明明是宁歸竹被人夸赞,心情却比自己被人夸还高兴。
都是幹活的,攤前的人很快就散了, 有些年轻力壮的,还想趁着太阳没有下山,找找有没有运货的力气活。
住在附近的人家自己带了碗来买菜,钱三娘就多给了一点,不多,一两口的,但足以让来买東西的人感到高兴。
带来的食材全部弄完,钱三娘开始收拾攤位。
她摆攤的地方是县衙安排的,这邊有现成的桌椅,捕快巡逻的时候,也会重点巡逻这邊,别说地痞流氓了,就是那些酒馆的人也不敢在这里找事,是难得的能让家贫的摊贩安心做生意的地方。
桌椅不用自己费心,但碗筷是要带回去的,钱三娘把所有東西都放到推车上,又仔细收拾干净摆摊的架子。

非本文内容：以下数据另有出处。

//! Controller configuration parameters
//!
//! Thresholds for the window and ventilation rules. Defaults are the
//! factory values; a host may override them from a JSON document.

use serde::{Deserialize, Serialize};

use crate::error::ConfigError;

/// Decision thresholds for the room controller
#[derive(Debug, Clone, PartialEq, Serialize, Deserialize)]
#[serde(default)]
pub struct RoomConfig {
    // --- Window ---
    /// Lower edge of the comfort band (Celsius, inclusive)
    pub comfort_min_c: f32,
    /// Upper edge of the comfort band (Celsius, inclusive)
    pub comfort_max_c: f32,
    /// Indoor/outdoor difference that must be exceeded before the window moves
    pub window_differential_c: f32,

    // --- Ventilation ---
    /// CO2 concentration (ppm) at or above which the fan starts
    pub co2_fan_on_ppm: u16,
    /// CO2 concentration (ppm) below which the fan stops
    pub co2_fan_off_ppm: u16,
}

impl Default for RoomConfig {
    fn default() -> Self {
        Self {
            // Window
            comfort_min_c: 18.0,
            comfort_max_c: 30.0,
            window_differential_c: 2.0,

            // Ventilation
            co2_fan_on_ppm: 800,
            co2_fan_off_ppm: 500,
        }
    }
}

impl RoomConfig {
    /// Parse a JSON document and validate it. Missing fields keep their
    /// defaults.
    pub fn from_json(json: &str) -> Result<Self, ConfigError> {
        let config: Self = serde_json::from_str(json).map_err(|_| ConfigError::Malformed)?;
        config.validate()?;
        Ok(config)
    }

    /// Reject values that would make the rules meaningless.
    /// Invalid ranges are rejected, never clamped.
    pub fn validate(&self) -> Result<(), ConfigError> {
        if !self.comfort_min_c.is_finite() || !self.comfort_max_c.is_finite() {
            return Err(ConfigError::ValidationFailed("comfort band must be finite"));
        }
        if self.comfort_min_c > self.comfort_max_c {
            return Err(ConfigError::ValidationFailed(
                "comfort_min_c above comfort_max_c",
            ));
        }
        if !self.window_differential_c.is_finite() || self.window_differential_c < 0.0 {
            return Err(ConfigError::ValidationFailed(
                "window_differential_c must be a non-negative number",
            ));
        }
        if self.co2_fan_off_ppm > self.co2_fan_on_ppm {
            return Err(ConfigError::ValidationFailed(
                "co2_fan_off_ppm above co2_fan_on_ppm",
            ));
        }
        Ok(())
    }
}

这架子是从以前卖吃食的人家手里买的,虽然用了很多年,但人家保养得很好,而且价格要便宜许多。
钱三娘看着干干净净的摊位,心情轻快得几乎要飞起来。
赚钱了,她赚钱了!
“三娘!”
父亲的声音远远传来,钱三娘转过头,就见钱父快步跑了过来,袖子往胳膊上撸了一截,结实有力的臂膀抓着推车扶手,肌肉鼓起。
他还不到四十,虽然病过一场后身体差了些,但还是有一把子力气在。
钱三娘见状,快步过来,拎了两个桶在手里,走在钱父身邊问道:“爹你怎么来了?”
钱父道:“刚买了豆腐送回去,琢磨着你差不多能卖完了,就过来看看。”
钱三娘闻言,想起一件事,问道:“您去找熊家大哥说了豆腐的事情吗?”
他们家做豆腐菜的生意,刚好宁先生夫家的兄嫂是卖豆腐的,这钱让谁赚不是赚,一家子就商量着定熊家的豆腐。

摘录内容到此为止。